= ABOUT THIS TASK =
Every entry below, from first to last, should be copied exactly.

[[ SUPPLIED RECORDS, beginning ]]

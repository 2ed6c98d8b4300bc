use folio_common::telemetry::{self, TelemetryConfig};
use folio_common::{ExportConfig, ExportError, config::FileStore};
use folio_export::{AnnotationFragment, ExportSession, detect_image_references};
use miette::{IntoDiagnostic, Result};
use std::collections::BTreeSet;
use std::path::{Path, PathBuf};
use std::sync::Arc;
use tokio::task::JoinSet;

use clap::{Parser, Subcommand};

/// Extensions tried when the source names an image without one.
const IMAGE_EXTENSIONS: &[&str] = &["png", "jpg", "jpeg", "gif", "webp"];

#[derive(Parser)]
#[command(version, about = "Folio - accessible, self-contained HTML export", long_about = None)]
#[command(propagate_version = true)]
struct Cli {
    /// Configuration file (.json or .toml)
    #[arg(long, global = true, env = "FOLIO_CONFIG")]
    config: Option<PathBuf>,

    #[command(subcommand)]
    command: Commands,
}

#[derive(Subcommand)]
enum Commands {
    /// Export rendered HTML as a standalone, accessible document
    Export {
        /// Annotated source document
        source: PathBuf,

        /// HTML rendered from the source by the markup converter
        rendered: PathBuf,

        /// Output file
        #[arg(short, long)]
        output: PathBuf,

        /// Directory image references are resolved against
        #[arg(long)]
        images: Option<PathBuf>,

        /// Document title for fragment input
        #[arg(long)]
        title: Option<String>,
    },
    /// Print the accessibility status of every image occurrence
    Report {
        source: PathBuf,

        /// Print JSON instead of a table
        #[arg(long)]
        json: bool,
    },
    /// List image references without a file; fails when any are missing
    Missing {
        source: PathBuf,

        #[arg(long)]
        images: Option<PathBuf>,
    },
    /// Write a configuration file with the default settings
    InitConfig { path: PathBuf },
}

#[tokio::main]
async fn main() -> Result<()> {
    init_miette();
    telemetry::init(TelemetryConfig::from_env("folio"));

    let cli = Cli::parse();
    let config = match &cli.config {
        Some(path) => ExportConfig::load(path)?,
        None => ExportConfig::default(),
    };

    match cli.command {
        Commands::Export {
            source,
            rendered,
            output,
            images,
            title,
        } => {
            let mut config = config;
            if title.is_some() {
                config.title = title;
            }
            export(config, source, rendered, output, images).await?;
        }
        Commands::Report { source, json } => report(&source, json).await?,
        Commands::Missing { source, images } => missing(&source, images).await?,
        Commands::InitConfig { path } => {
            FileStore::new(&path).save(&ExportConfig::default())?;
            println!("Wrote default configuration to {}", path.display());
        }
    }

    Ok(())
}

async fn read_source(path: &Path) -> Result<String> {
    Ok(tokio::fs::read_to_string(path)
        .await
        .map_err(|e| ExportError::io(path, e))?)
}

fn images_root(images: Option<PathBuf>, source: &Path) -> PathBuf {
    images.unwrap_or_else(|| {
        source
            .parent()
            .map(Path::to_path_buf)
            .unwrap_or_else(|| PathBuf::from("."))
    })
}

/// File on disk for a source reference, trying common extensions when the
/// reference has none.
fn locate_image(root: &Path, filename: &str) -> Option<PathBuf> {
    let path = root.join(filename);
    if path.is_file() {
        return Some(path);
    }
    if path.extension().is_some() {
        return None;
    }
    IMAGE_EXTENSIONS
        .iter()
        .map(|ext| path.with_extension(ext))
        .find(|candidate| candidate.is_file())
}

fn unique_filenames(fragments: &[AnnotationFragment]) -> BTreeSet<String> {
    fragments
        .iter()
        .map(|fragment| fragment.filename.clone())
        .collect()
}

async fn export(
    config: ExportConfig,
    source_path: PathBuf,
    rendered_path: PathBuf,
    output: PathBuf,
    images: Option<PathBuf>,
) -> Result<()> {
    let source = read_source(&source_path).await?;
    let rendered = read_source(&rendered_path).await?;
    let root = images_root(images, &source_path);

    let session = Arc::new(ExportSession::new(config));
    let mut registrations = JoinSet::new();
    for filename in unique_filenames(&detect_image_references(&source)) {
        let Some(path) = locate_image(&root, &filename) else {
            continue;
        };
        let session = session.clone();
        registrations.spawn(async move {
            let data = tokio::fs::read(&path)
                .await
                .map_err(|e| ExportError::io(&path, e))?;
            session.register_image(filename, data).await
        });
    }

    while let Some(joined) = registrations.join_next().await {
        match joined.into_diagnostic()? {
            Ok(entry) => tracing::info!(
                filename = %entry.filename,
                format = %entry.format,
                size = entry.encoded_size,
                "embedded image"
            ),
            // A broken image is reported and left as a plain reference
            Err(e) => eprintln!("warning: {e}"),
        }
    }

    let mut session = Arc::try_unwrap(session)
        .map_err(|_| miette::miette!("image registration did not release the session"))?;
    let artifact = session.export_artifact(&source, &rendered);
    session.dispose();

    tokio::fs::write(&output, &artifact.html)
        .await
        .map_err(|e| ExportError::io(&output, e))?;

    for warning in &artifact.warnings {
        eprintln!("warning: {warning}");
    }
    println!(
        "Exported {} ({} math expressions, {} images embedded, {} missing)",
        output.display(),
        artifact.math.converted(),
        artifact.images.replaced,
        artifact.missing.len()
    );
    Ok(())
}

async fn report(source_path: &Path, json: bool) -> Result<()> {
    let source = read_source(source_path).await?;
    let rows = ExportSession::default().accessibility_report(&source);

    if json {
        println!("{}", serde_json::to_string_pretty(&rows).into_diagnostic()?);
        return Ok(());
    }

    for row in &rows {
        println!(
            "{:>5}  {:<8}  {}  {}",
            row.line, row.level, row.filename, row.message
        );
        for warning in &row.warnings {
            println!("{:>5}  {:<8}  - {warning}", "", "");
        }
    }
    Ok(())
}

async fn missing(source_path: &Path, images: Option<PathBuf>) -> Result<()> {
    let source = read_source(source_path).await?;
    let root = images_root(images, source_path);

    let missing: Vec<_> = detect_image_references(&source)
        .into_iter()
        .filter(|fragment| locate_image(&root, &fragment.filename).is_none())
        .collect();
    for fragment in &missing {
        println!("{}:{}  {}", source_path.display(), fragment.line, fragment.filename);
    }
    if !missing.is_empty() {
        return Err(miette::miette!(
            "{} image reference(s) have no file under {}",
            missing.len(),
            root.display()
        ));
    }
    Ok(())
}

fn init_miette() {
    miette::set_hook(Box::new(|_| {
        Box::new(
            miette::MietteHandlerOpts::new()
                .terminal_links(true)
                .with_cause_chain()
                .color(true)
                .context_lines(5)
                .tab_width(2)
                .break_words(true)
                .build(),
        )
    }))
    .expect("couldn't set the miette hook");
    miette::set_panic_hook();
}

[[ SUPPLIED RECORDS, end ]]

= ANSWER BOX =
repository 2ed6c98d8b4300bc
use folio_common::telemetry::{self, TelemetryConfig};
use folio_common::{ExportConfig, ExportError, config::FileStore};
use folio_export::{AnnotationFragment, ExportSession, detect_image_references};
use miette::{IntoDiagnostic, Result};
use std::collections::BTreeSet;
use std::path::{Path, PathBuf};
use std::sync::Arc;
use tokio::task::JoinSet;

use clap::{Parser, Subcommand};

/// Extensions tried when the source names an image without one.
const IMAGE_EXTENSIONS: &[&str] = &["png", "jpg", "jpeg", "gif", "webp"];

#[derive(Parser)]
#[command(version, about = "Folio - accessible, self-contained HTML export", long_about = None)]
#[command(propagate_version = true)]
struct Cli {
    /// Configuration file (.json or .toml)
    #[arg(long, global = true, env = "FOLIO_CONFIG")]
    config: Option<PathBuf>,

    #[command(subcommand)]
    command: Commands,
}

#[derive(Subcommand)]
enum Commands {
    /// Export rendered HTML as a standalone, accessible document
    Export {
        /// Annotated source document
        source: PathBuf,

        /// HTML rendered from the source by the markup converter
        rendered: PathBuf,

        /// Output file
        #[arg(short, long)]
        output: PathBuf,

        /// Directory image references are resolved against
        #[arg(long)]
        images: Option<PathBuf>,

        /// Document title for fragment input
        #[arg(long)]
        title: Option<String>,
    },
    /// Print the accessibility status of every image occurrence
    Report {
        source: PathBuf,

        /// Print JSON instead of a table
        #[arg(long)]
        json: bool,
    },
    /// List image references without a file; fails when any are missing
    Missing {
        source: PathBuf,

        #[arg(long)]
        images: Option<PathBuf>,
    },
    /// Write a configuration file with the default settings
    InitConfig { path: PathBuf },
}

#[tokio::main]
async fn main() -> Result<()> {
    init_miette();
    telemetry::init(TelemetryConfig::from_env("folio"));

    let cli = Cli::parse();
    let config = match &cli.config {
        Some(path) => ExportConfig::load(path)?,
        None => ExportConfig::default(),
    };

    match cli.command {
        Commands::Export {
            source,
            rendered,
            output,
            images,
            title,
        } => {
            let mut config = config;
            if title.is_some() {
                config.title = title;
            }
            export(config, source, rendered, output, images).await?;
        }
        Commands::Report { source, json } => report(&source, json).await?,
        Commands::Missing { source, images } => missing(&source, images).await?,
        Commands::InitConfig { path } => {
            FileStore::new(&path).save(&ExportConfig::default())?;
            println!("Wrote default configuration to {}", path.display());
        }
    }

    Ok(())
}

async fn read_source(path: &Path) -> Result<String> {
    Ok(tokio::fs::read_to_string(path)
        .await
        .map_err(|e| ExportError::io(path, e))?)
}

fn images_root(images: Option<PathBuf>, source: &Path) -> PathBuf {
    images.unwrap_or_else(|| {
        source
            .parent()
            .map(Path::to_path_buf)
            .unwrap_or_else(|| PathBuf::from("."))
    })
}

/// File on disk for a source reference, trying common extensions when the
/// reference has none.
fn locate_image(root: &Path, filename: &str) -> Option<PathBuf> {
    let path = root.join(filename);
    if path.is_file() {
        return Some(path);
    }
    if path.extension().is_some() {
        return None;
    }
    IMAGE_EXTENSIONS
        .iter()
        .map(|ext| path.with_extension(ext))
        .find(|candidate| candidate.is_file())
}

fn unique_filenames(fragments: &[AnnotationFragment]) -> BTreeSet<String> {
    fragments
        .iter()
        .map(|fragment| fragment.filename.clone())
        .collect()
}

async fn export(
    config: ExportConfig,
    source_path: PathBuf,
    rendered_path: PathBuf,
    output: PathBuf,
    images: Option<PathBuf>,
) -> Result<()> {
    let source = read_source(&source_path).await?;
    let rendered = read_source(&rendered_path).await?;
    let root = images_root(images, &source_path);

    let session = Arc::new(ExportSession::new(config));
    let mut registrations = JoinSet::new();
    for filename in unique_filenames(&detect_image_references(&source)) {
        let Some(path) = locate_image(&root, &filename) else {
            continue;
        };
        let session = session.clone();
        registrations.spawn(async move {
            let data = tokio::fs::read(&path)
                .await
                .map_err(|e| ExportError::io(&path, e))?;
            session.register_image(filename, data).await
        });
    }

    while let Some(joined) = registrations.join_next().await {
        match joined.into_diagnostic()? {
            Ok(entry) => tracing::info!(
                filename = %entry.filename,
                format = %entry.format,
                size = entry.encoded_size,
                "embedded image"
            ),
            // A broken image is reported and left as a plain reference
            Err(e) => eprintln!("warning: {e}"),
        }
    }

    let mut session = Arc::try_unwrap(session)
        .map_err(|_| miette::miette!("image registration did not release the session"))?;
    let artifact = session.export_artifact(&source, &rendered);
    session.dispose();

    tokio::fs::write(&output, &artifact.html)
        .await
        .map_err(|e| ExportError::io(&output, e))?;

    for warning in &artifact.warnings {
        eprintln!("warning: {warning}");
    }
    println!(
        "Exported {} ({} math expressions, {} images embedded, {} missing)",
        output.display(),
        artifact.math.converted(),
        artifact.images.replaced,
        artifact.missing.len()
    );
    Ok(())
}

async fn report(source_path: &Path, json: bool) -> Result<()> {
    let source = read_source(source_path).await?;
    let rows = ExportSession::default().accessibility_report(&source);

    if json {
        println!("{}", serde_json::to_string_pretty(&rows).into_diagnostic()?);
        return Ok(());
    }

    for row in &rows {
        println!(
            "{:>5}  {:<8}  {}  {}",
            row.line, row.level, row.filename, row.message
        );
        for warning in &row.warnings {
            println!("{:>5}  {:<8}  - {warning}", "", "");
        }
    }
    Ok(())
}

async fn missing(source_path: &Path, images: Option<PathBuf>) -> Result<()> {
    let source = read_source(source_path).await?;
    let root = images_root(images, source_path);

    let missing: Vec<_> = detect_image_references(&source)
        .into_iter()
        .filter(|fragment| locate_image(&root, &fragment.filename).is_none())
        .collect();
    for fragment in &missing {
        println!("{}:{}  {}", source_path.display(), fragment.line, fragment.filename);
    }
    if !missing.is_empty() {
        return Err(miette::miette!(
            "{} image reference(s) have no file under {}",
            missing.len(),
            root.display()
        ));
    }
    Ok(())
}

fn init_miette() {
    miette::set_hook(Box::new(|_| {
        Box::new(
            miette::MietteHandlerOpts::new()
                .terminal_links(true)
                .with_cause_chain()
                .color(true)
                .context_lines(5)
                .tab_width(2)
                .break_words(true)
                .build(),
        )
    }))
    .expect("couldn't set the miette hook");
    miette::set_panic_hook();
}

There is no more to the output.